- Work task
In the data that follows, find each line containing "crate" and copy it.

(Stored items)
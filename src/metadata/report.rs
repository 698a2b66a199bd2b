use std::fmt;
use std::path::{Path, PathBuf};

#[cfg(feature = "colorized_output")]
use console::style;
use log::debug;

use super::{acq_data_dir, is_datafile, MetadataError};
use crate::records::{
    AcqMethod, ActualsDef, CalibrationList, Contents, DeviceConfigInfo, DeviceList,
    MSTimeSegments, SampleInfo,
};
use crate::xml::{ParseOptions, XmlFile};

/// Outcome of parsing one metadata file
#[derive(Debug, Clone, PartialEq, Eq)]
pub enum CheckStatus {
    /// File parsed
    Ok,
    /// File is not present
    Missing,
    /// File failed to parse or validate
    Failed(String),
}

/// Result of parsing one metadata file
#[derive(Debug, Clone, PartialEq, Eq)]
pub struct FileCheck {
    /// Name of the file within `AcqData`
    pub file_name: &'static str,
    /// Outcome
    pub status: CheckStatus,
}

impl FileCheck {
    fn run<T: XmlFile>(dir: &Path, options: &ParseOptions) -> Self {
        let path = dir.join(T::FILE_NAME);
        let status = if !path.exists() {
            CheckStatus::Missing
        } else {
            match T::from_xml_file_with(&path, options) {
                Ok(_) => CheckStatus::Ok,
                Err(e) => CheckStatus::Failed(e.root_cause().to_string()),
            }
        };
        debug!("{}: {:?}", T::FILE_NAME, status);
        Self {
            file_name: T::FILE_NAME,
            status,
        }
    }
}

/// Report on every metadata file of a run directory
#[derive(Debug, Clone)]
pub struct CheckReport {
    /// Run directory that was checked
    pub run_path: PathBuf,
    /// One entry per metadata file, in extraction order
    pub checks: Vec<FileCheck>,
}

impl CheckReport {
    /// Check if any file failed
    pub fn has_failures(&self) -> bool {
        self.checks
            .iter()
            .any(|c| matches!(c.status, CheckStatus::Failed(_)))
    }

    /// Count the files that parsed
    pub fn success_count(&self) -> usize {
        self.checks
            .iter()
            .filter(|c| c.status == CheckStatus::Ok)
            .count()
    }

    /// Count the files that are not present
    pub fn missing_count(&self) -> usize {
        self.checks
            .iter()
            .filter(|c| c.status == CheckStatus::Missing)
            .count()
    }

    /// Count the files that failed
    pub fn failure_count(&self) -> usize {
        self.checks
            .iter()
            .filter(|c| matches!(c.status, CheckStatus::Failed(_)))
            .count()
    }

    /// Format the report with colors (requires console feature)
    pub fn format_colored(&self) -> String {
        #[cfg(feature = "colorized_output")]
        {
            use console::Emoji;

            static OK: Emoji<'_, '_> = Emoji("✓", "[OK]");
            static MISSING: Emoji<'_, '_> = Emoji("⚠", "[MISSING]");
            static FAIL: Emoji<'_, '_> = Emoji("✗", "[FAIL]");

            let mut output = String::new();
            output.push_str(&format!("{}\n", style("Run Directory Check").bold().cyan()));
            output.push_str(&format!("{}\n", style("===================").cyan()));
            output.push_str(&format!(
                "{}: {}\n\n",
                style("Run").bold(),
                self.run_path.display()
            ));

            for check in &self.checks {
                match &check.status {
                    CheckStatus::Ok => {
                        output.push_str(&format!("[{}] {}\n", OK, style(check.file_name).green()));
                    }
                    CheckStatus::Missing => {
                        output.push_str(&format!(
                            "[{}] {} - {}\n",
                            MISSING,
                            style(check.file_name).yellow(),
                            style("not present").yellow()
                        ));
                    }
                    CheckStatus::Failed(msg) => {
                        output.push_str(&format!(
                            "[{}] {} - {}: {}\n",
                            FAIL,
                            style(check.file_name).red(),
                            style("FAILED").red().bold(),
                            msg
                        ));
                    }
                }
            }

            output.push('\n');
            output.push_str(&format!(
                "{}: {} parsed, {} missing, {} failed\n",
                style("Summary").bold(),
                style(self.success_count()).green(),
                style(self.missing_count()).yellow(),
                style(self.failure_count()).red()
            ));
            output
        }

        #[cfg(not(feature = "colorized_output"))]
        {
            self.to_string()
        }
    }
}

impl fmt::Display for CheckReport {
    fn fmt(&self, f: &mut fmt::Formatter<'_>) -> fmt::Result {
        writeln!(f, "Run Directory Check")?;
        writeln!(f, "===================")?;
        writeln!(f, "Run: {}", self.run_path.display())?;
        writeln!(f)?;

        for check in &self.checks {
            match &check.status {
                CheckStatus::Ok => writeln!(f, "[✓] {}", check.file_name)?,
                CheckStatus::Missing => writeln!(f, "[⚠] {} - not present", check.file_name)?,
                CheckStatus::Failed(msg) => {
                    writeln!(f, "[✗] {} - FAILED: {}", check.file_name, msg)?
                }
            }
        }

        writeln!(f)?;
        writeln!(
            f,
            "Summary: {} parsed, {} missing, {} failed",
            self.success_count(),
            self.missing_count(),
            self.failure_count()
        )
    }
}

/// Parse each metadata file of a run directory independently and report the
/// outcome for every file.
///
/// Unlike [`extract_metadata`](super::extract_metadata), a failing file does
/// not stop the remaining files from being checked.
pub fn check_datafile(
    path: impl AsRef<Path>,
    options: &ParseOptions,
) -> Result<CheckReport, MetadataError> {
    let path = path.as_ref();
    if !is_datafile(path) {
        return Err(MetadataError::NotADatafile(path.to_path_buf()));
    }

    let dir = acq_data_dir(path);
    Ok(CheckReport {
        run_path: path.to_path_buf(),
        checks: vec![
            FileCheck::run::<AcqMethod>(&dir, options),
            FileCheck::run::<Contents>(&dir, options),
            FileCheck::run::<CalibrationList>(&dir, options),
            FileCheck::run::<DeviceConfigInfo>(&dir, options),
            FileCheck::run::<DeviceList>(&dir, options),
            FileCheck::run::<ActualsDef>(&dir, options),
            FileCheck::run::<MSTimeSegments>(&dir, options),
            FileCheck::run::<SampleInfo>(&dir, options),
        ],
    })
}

- Answer area
use crate::records::{
use crate::xml::{ParseOptions, XmlFile};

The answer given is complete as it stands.